The speaker of the House of Representatives, Tajudeen Abbas, on Thursday, said Nigeria lost N16.25 trillion to crude oil theft between 2009 and 2020.

The speaker said this while inaugurating the ad hoc committee to investigate crude oil theft and loss of revenue in Abuja.

Quoting data from the Nigeria Extractive Industries Transparency Initiative (NEITI), Mr Abbas said Nigeria’s oil production declined from 2.51 million barrels per day in 2005 to 1.77 million in 2020.
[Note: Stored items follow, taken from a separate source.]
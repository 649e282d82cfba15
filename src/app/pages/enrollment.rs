//! Voice and face enrollment dialogs opened from the owner card.
//!
//! The enrollment state belongs to the Configuration page; these dialogs
//! drive it and arm the simulated listening and upload timers.

use dioxus::prelude::*;

use crate::app::components::{InlineMessage, Modal, TextInput};
use crate::panels::enrollment::{
    FaceEnrollment, VoiceEnrollment, VoiceStep, MAX_FACE_PHOTOS, UPLOAD_DELAY, VOICE_LISTEN,
    VOICE_PHRASE,
};
use crate::timer;

#[component]
pub fn VoiceDialog(
    voice: Signal<VoiceEnrollment>,
    is_open: bool,
    on_close: EventHandler<()>,
) -> Element {
    let mut voice = voice;
    let mut password = use_signal(String::new);
    let mut error = use_signal(|| None::<String>);

    let state = voice.read();
    let step = state.step();
    let verified = state.is_verified();
    let busy = state.is_busy();
    let transcript = state.transcript().map(str::to_string);
    drop(state);
    let phrase = VOICE_PHRASE;

    let mut close = move || {
        voice.write().close();
        password.set(String::new());
        error.set(None);
        on_close.call(());
    };

    let verify = move |_| {
        let result = voice.write().verify_password(&password.read());
        error.set(result.err().map(|e| e.to_string()));
    };

    let listen = move |_| {
        let started = voice.write().start_listening();
        match started {
            Ok(ticket) => {
                error.set(None);
                spawn(async move {
                    timer::sleep(VOICE_LISTEN).await;
                    voice.write().finish_listening(ticket);
                });
            }
            Err(e) => error.set(Some(e.to_string())),
        }
    };

    let save = move |_| {
        let started = voice.write().start_upload();
        match started {
            Ok(ticket) => {
                spawn(async move {
                    timer::sleep(UPLOAD_DELAY).await;
                    voice.write().finish_upload(ticket);
                });
            }
            Err(e) => error.set(Some(e.to_string())),
        }
    };

    rsx! {
        Modal {
            title: "Agregar reconocimiento de voz".to_string(),
            is_open,
            on_close: move |_| close(),
            if let Some(message) = error() {
                InlineMessage { message, on_dismiss: move |_| error.set(None) }
            }
            TextInput {
                label: "Contraseña actual",
                input_type: "password",
                placeholder: "Confirma tu contraseña",
                value: password(),
                on_input: move |v| password.set(v),
            }
            button { class: "btn-secondary", disabled: busy, onclick: verify, "Verificar contraseña" }

            p { "Di la siguiente frase para registrar tu voz:" }
            p { class: "voice-phrase", "\"{phrase}\"" }
            button {
                class: if step == VoiceStep::Listening { "btn-danger listening" } else { "btn-primary" },
                disabled: !verified || busy,
                onclick: listen,
                if step == VoiceStep::Listening { "Escuchando..." } else { "Iniciar escucha" }
            }
            if let Some(status) = step.status() {
                p { class: "text-muted", "{status}" }
            }
            if let Some(transcript) = transcript {
                p { "🗣️ Detectado: \"{transcript}\"" }
            }

            div { class: "row",
                button { class: "btn-secondary", onclick: move |_| close(), "Cancelar" }
                if matches!(step, VoiceStep::Captured | VoiceStep::Uploading) {
                    button {
                        class: "btn-primary",
                        disabled: busy,
                        onclick: save,
                        if step == VoiceStep::Uploading { "Guardando voz..." } else { "Guardar voz" }
                    }
                }
            }
        }
    }
}

#[component]
pub fn FaceDialog(
    face: Signal<FaceEnrollment>,
    is_open: bool,
    on_close: EventHandler<()>,
) -> Element {
    let mut face = face;
    let mut password = use_signal(String::new);
    let mut error = use_signal(|| None::<String>);

    let state = face.read();
    let verified = state.is_verified();
    let count = state.photos().len();
    let detected = state.face_detected();
    let complete = state.is_complete();
    let uploading = state.is_uploading();
    drop(state);

    let mut close = move || {
        face.write().close();
        password.set(String::new());
        error.set(None);
        on_close.call(());
    };

    let verify = move |_| {
        let result = face.write().verify_password(&password.read());
        error.set(result.err().map(|e| e.to_string()));
    };

    let take_photo = move |_| {
        let taken = face.write().take_photo();
        if let Err(e) = taken {
            error.set(Some(e.to_string()));
        }
    };

    let save = move |_| {
        let started = face.write().start_upload();
        match started {
            Ok(ticket) => {
                spawn(async move {
                    timer::sleep(UPLOAD_DELAY).await;
                    let finished = face.write().finish_upload(ticket);
                    if finished {
                        close();
                    }
                });
            }
            Err(e) => error.set(Some(e.to_string())),
        }
    };

    rsx! {
        Modal {
            title: "Agregar reconocimiento facial".to_string(),
            is_open,
            on_close: move |_| close(),
            if let Some(message) = error() {
                InlineMessage { message, on_dismiss: move |_| error.set(None) }
            }
            TextInput {
                label: "Contraseña actual",
                input_type: "password",
                placeholder: "Confirma tu contraseña",
                value: password(),
                on_input: move |v| password.set(v),
            }
            button { class: "btn-secondary", disabled: uploading, onclick: verify, "Verificar contraseña" }
            if verified {
                p { class: "text-muted", "✅ Contraseña verificada. Puedes agregar tu rostro." }
            }

            p { "Usa la cámara para registrar el reconocimiento de tu rostro." }
            div { class: "camera-feed", "📷" }
            div { class: "row",
                button {
                    class: "btn-primary",
                    disabled: !verified || complete || uploading,
                    onclick: take_photo,
                    "Tomar foto"
                }
                span { "Fotos: {count}/{MAX_FACE_PHOTOS}" }
            }
            if detected {
                p { class: "text-muted", "Rostro detectado correctamente" }
            }

            div { class: "row",
                button { class: "btn-secondary", onclick: move |_| close(), "Cancelar" }
                if complete {
                    button {
                        class: "btn-primary",
                        disabled: uploading,
                        onclick: save,
                        if uploading { "Cargando rostro..." } else { "Guardar rostro" }
                    }
                }
            }
        }
    }
}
He said, “NEITI reports also show that 619 million barrels of crude valued at $46 billion were stolen in the period 2009 to 2020.″

The speaker said the menace of crude oil theft had hampered the growth of the country’s oil production, with between five and 30 per cent of production lost daily.

He said critical agencies in the oil and gas sector, like the Nigeria National Petroleum Company Ltd, Nigeria Upstream Petroleum Regulatory Commission, and Ministry of Petroleum Resources, among others, failed to honour the invitation.

Represented by the chairman, House Committee on Petroleum Upstream, Al-Hassan Ado-Doguwa, the speaker said if decisive action was not taken to address the issue, the country may be thrown into a deeper fiscal crisis.

This, according to him, is due to dwindling revenue from the oil and gas sector.

He added that Nigeria had continually failed to meet its daily production quota set by the Organisation of the Petroleum Exporting Countries (OPEC).

According to him, recently, Nigeria’s OPEC quota was reduced from 1.742 million barrels per day to 1.38 million barrels per day.

“Yet, the country is still struggling to meet this quota as daily production output was 1.184 million barrels per day and 1.249 million barrels per day in May and June 2023, respectively.

“On average, current daily production output is a far cry from the budget assumption of 1.69 million per day. The implication is clearly manifest in the economic crisis that the country is facing,” he stated.

He said Nigeria had been facing a major fiscal crisis, adding that global recovery from the COVID-19 pandemic and the ongoing war between Russia and Ukraine had continued to cast a cloud of uncertainty on the oil and gas industry.

Al-hassa Runrum, the ad-hoc committee chairman, said the volume of losses occasioned by oil theft in the country and its associated economic impact was unacceptable.

He said this would not be tolerated by any government that sincerely loves its citizens.